Al poco de concluir este libro llegó a mis manos un artículo de
Alfred Redfield publicado en el American Scientist de 1958 donde se
formulaba la hipótesis de que la composición química de la atmósfera
y de los océanos estaba controlada biológicamente, hipótesis basada
en la diferente distribución de ciertos elementos.
Me alegra haber
tenido noticia de la contribución de Redfield a la hipótesis de Gaia
a tiempo de reconocerla aquí, aunque soy consciente de que muchos
otros se habrán hecho reflexiones semejantes y algunos las habrán
publicado. La noción de Gaia, de una Tierra viviente, no ha sido
aceptable en el pasado para la corriente principal de la ciencia,
por lo que las semillas lanzadas en época anterior han permanecido
enterradas, sin germinar, en el profundo humus de las publicaciones
científicas.
Un libro cuya materia tiene una base tan amplia como la de éste
requirió amplias dosis de asesoramiento, generosamente prestado por
gran número de colegas científicos que pusieron a mi disposición su
tiempo para ayudarme; de entre todos ellos quiero hacer especial
mención de la profesora Lynn Margulis de Boston, mi constante ayuda
y guía. Estoy también en deuda con el profesor C. E. Junge de Mainz
y el profesor Bollin de Estocolmo, los primeros en animarme a
escribir sobre Gaia, así como con el doctor James Lodge de Boulder,
Colorado, Sidney Epton de la Shell Research Ltd. y Peter Fellgett de
Reading, que me instó a seguir investigando.

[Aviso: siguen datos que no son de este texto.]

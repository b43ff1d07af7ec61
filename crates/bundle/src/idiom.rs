//! Manifest literals to tasks, and back.
//!
//! Manifests favour short forms. Ingesting accepts all of them; simplifying
//! picks the shortest form that ingests back to an equivalent entry.
//!
//! # Code
//!
//! | Literal                            | Ingested as                          |
//! |------------------------------------|--------------------------------------|
//! | `"make"`                           | `cmd = ["make"]`                     |
//! | `"https://x/setup.sh"`             | `source = https://x/setup.sh`        |
//! | `["make", "-j4"]`                  | `cmd = ["make"]`, `args = ["-j4"]`   |
//! | `["s3://b/run.sh", "--fast"]`      | `source = s3://b/run.sh`, `args`     |
//! | `{cmd: "make", args: [...], ...}`  | `cmd = ["make"]`, ...                |
//! | `{source: ..., args: [...], ...}`  | as written                           |
//!
//! A word is a source when it contains `://`. A mapping must set exactly one
//! of `cmd` and `source`.
//!
//! Simplifying tries, in order:
//!
//! 1. a string, when the entry has no `args`, `cwd`, `env` or `label`, and is
//!    a source whose literal is a string or a one-word `cmd`;
//! 2. an array, when the entry has no `cwd`, `env` or `label`: the source
//!    string or the `cmd` words, followed by `args`;
//! 3. a mapping with empty fields omitted.
//!
//! A `cmd` whose first word contains `://` always takes the mapping form,
//! since the short forms would read it back as a source. Likewise a source
//! whose URL has no `://` (`file:/x`) is written under `source`.
//!
//! # Data
//!
//! | Literal                                   | Ingested as                     |
//! |-------------------------------------------|---------------------------------|
//! | `"https://x/a.txt"`                       | `source`, no target             |
//! | `{"https://x/a.txt": "etc/a.txt"}`        | `source`, `target`              |
//! | `{source: ..., target: ..., env: ...}`    | as written                      |
//!
//! Simplifying tries, in order:
//!
//! 1. a string, when the source's literal is a string and nothing else is set;
//! 2. a one-key `{source: target}` mapping, when the source's literal is a
//!    string and only `target` is set;
//! 3. a mapping with empty fields omitted.

use crate::error::{Error, Result};
use crate::model::{Code, Data, Program, Task};
use sourcekit::{Interpreter, Literal};
use std::collections::BTreeMap;

const TASK_KEYS: &[&str] = &["code", "data", "cwd", "env", "label"];
const CODE_KEYS: &[&str] = &["source", "cmd", "args", "cwd", "env", "label"];
const DATA_KEYS: &[&str] = &["source", "target", "cwd", "env", "label"];

/// Read a whole task.
pub fn ingest_task(literal: &Literal, interpreter: &Interpreter) -> Result<Task> {
    let map = literal
        .as_map()
        .ok_or_else(|| Error::manifest(format!("a task must be a mapping, got {}", literal.type_name())))?;
    check_keys(map, TASK_KEYS, "task")?;

    let mut task = Task::new();
    for (i, item) in items(map, "code")?.iter().enumerate() {
        let code = ingest_code(item, interpreter).map_err(|e| at("code", i, e))?;
        task.push_code(code);
    }
    for (i, item) in items(map, "data")?.iter().enumerate() {
        let data = ingest_data(item, interpreter).map_err(|e| at("data", i, e))?;
        task.push_data(data);
    }
    task.cwd = optional_string(map, "cwd")?;
    task.env = env(map)?;
    task.label = optional_string(map, "label")?;
    log::debug!(
        "Ingested task with {} data and {} code entries",
        task.data.len(),
        task.code.len()
    );
    Ok(task)
}

/// Read one `code` item.
pub fn ingest_code(literal: &Literal, interpreter: &Interpreter) -> Result<Code> {
    match literal {
        Literal::Str(word) => from_words(vec![word.clone()], interpreter),
        Literal::Seq(items) => {
            let words = items
                .iter()
                .map(|item| scalar(item, "code"))
                .collect::<Result<Vec<_>>>()?;
            from_words(words, interpreter)
        }
        Literal::Map(map) => {
            check_keys(map, CODE_KEYS, "code")?;
            let program = match (field(map, "source"), field(map, "cmd")) {
                (Some(_), Some(_)) => {
                    return Err(Error::manifest("a code entry has either cmd or source, not both"));
                }
                (None, None) => {
                    return Err(Error::manifest("a code entry needs one of cmd or source"));
                }
                (Some(source), None) => Program::Source(interpreter.interpret_literal(source)?),
                (None, Some(Literal::Str(cmd))) => Program::Cmd(vec![cmd.clone()]),
                (None, Some(cmd)) => Program::Cmd(strings(cmd, "cmd")?),
            };
            Ok(Code {
                program,
                args: match field(map, "args") {
                    Some(args) => strings(args, "args")?,
                    None => Vec::new(),
                },
                cwd: optional_string(map, "cwd")?,
                env: env(map)?,
                label: optional_string(map, "label")?,
            })
        }
        other => Err(Error::manifest(format!(
            "a code entry must be a string, an array or a mapping, got {}",
            other.type_name()
        ))),
    }
}

fn from_words(words: Vec<String>, interpreter: &Interpreter) -> Result<Code> {
    let mut words = words.into_iter();
    let first = words
        .next()
        .filter(|w| !w.is_empty())
        .ok_or_else(|| Error::manifest("a code entry can not be empty"))?;
    let code = if is_source_word(&first) {
        Code::source(interpreter.interpret(first.as_str())?)
    } else {
        Code::cmd([first])
    };
    Ok(code.with_args(words))
}

/// Read one `data` item.
pub fn ingest_data(literal: &Literal, interpreter: &Interpreter) -> Result<Data> {
    match literal {
        Literal::Str(_) => Ok(Data::new(interpreter.interpret_literal(literal)?)),
        Literal::Map(map) if map.contains_key("source") => {
            check_keys(map, DATA_KEYS, "data")?;
            let source = field(map, "source")
                .ok_or_else(|| Error::manifest("a data entry needs a source"))?;
            Ok(Data {
                source: interpreter.interpret_literal(source)?,
                target: optional_string(map, "target")?,
                cwd: optional_string(map, "cwd")?,
                env: env(map)?,
                label: optional_string(map, "label")?,
            })
        }
        Literal::Map(map) => match map.iter().next() {
            Some((source, target)) if map.len() == 1 => {
                let data = Data::new(interpreter.interpret(source.as_str())?);
                Ok(data.with_target(scalar(target, "target")?))
            }
            _ => Err(Error::manifest(
                "a data mapping without source must be a single {source: target} pair",
            )),
        },
        other => Err(Error::manifest(format!(
            "a data entry must be a string or a mapping, got {}",
            other.type_name()
        ))),
    }
}

/// Whether a word of a string or array code entry names a source.
fn is_source_word(word: &str) -> bool {
    word.contains("://")
}

fn at(list: &str, index: usize, err: Error) -> Error {
    match err {
        Error::Manifest(message) => Error::manifest(format!("{list}[{index}]: {message}")),
        other => other,
    }
}

fn check_keys(map: &BTreeMap<String, Literal>, allowed: &[&str], what: &str) -> Result<()> {
    match map.keys().find(|k| !allowed.contains(&k.as_str())) {
        Some(key) => Err(Error::manifest(format!(
            "unknown {what} field {key:?} (expected one of: {})",
            allowed.join(", ")
        ))),
        None => Ok(()),
    }
}

/// A field, treating null as absent.
fn field<'a>(map: &'a BTreeMap<String, Literal>, key: &str) -> Option<&'a Literal> {
    map.get(key).filter(|v| **v != Literal::Null)
}

fn items<'a>(map: &'a BTreeMap<String, Literal>, key: &str) -> Result<&'a [Literal]> {
    match field(map, key) {
        None => Ok(&[]),
        Some(value) => value
            .as_seq()
            .ok_or_else(|| Error::manifest(format!("{key} must be a list, got {}", value.type_name()))),
    }
}

fn scalar(value: &Literal, what: &str) -> Result<String> {
    match value {
        Literal::Str(s) => Ok(s.clone()),
        Literal::Bool(_) | Literal::Int(_) | Literal::Float(_) => Ok(value.to_string()),
        other => Err(Error::manifest(format!(
            "{what} must be a string, got {}",
            other.type_name()
        ))),
    }
}

fn strings(value: &Literal, what: &str) -> Result<Vec<String>> {
    value
        .as_seq()
        .ok_or_else(|| Error::manifest(format!("{what} must be a list, got {}", value.type_name())))?
        .iter()
        .map(|item| scalar(item, what))
        .collect()
}

fn optional_string(map: &BTreeMap<String, Literal>, key: &str) -> Result<Option<String>> {
    field(map, key).map(|v| scalar(v, key)).transpose()
}

fn env(map: &BTreeMap<String, Literal>) -> Result<BTreeMap<String, String>> {
    let Some(value) = field(map, "env") else {
        return Ok(BTreeMap::new());
    };
    value
        .as_map()
        .ok_or_else(|| Error::manifest(format!("env must be a mapping, got {}", value.type_name())))?
        .iter()
        .map(|(k, v)| Ok((k.clone(), scalar(v, "env value")?)))
        .collect()
}

/// Shortest literal for a task; empty fields are omitted.
pub fn simplify_task(task: &Task) -> Literal {
    let mut map = BTreeMap::new();
    if !task.code.is_empty() {
        map.insert(
            "code".to_string(),
            Literal::Seq(task.code.iter().map(simplify_code).collect()),
        );
    }
    if !task.data.is_empty() {
        map.insert(
            "data".to_string(),
            Literal::Seq(task.data.iter().map(simplify_data).collect()),
        );
    }
    insert_context(&mut map, task.cwd.as_ref(), &task.env, task.label.as_ref());
    Literal::Map(map)
}

/// Shortest literal for a code entry.
pub fn simplify_code(code: &Code) -> Literal {
    let bare = code.cwd.is_none() && code.env.is_empty() && code.label.is_none();
    let words: Option<Vec<String>> = match &code.program {
        Program::Source(source) => match source.externalize() {
            Literal::Str(url) if is_source_word(&url) => Some(vec![url]),
            _ => None,
        },
        Program::Cmd(words) => match words.first() {
            Some(first) if !first.is_empty() && !is_source_word(first) => Some(words.clone()),
            _ => None,
        },
    };

    if bare {
        if let Some(mut words) = words {
            words.extend(code.args.iter().cloned());
            return match <[String; 1]>::try_from(words) {
                Ok([word]) => Literal::Str(word),
                Err(words) => Literal::Seq(words.into_iter().map(Literal::Str).collect()),
            };
        }
    }

    let mut map = BTreeMap::new();
    match &code.program {
        Program::Source(source) => {
            map.insert("source".to_string(), source.externalize());
        }
        Program::Cmd(words) if words.len() == 1 => {
            map.insert("cmd".to_string(), Literal::Str(words[0].clone()));
        }
        Program::Cmd(words) => {
            map.insert("cmd".to_string(), string_seq(words));
        }
    }
    if !code.args.is_empty() {
        map.insert("args".to_string(), string_seq(&code.args));
    }
    insert_context(&mut map, code.cwd.as_ref(), &code.env, code.label.as_ref());
    Literal::Map(map)
}

/// Shortest literal for a data entry.
pub fn simplify_data(data: &Data) -> Literal {
    let source = data.source.externalize();
    let bare = data.cwd.is_none() && data.env.is_empty() && data.label.is_none();
    if let (true, Literal::Str(url)) = (bare, &source) {
        return match &data.target {
            None => source.clone(),
            Some(target) => Literal::single(url.clone(), target.clone()),
        };
    }

    let mut map = BTreeMap::new();
    map.insert("source".to_string(), source);
    if let Some(target) = &data.target {
        map.insert("target".to_string(), Literal::Str(target.clone()));
    }
    insert_context(&mut map, data.cwd.as_ref(), &data.env, data.label.as_ref());
    Literal::Map(map)
}

fn string_seq(words: &[String]) -> Literal {
    Literal::Seq(words.iter().cloned().map(Literal::Str).collect())
}

fn insert_context(
    map: &mut BTreeMap<String, Literal>,
    cwd: Option<&String>,
    env: &BTreeMap<String, String>,
    label: Option<&String>,
) {
    if let Some(cwd) = cwd {
        map.insert("cwd".to_string(), Literal::Str(cwd.clone()));
    }
    if !env.is_empty() {
        let env = env
            .iter()
            .map(|(k, v)| (k.clone(), Literal::Str(v.clone())))
            .collect::<BTreeMap<_, _>>();
        map.insert("env".to_string(), Literal::Map(env));
    }
    if let Some(label) = label {
        map.insert("label".to_string(), Literal::Str(label.clone()));
    }
}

Deseo expresar mi especial gratitud a Evelyn Frazer, que transformó
el borrador de este libro, abigarrado amasijo de párrafos y frases,
en un texto legible, realizando tan competentemente esta tarea que
el resultado final es aquello que era mi intención decir expresado
del modo que yo hubiera elegido de haber sido capaz de ello.
Quiero, por último, dejar constancia de una deuda con Helen Lovelock
que se encargó no sólo de realizar el borrador mecanografiado, sino
también de crear el entorno que hizo posible tanto la reflexión como
la escritura.
Al final del libro y agrupados por capítulos, incluyo
la relación de
las fuentes de información utilizadas y de lecturas adicionales, así
como algunas definiciones y explicaciones sobre los términos y los
sistemas de unidades y medidas empleadas en el texto.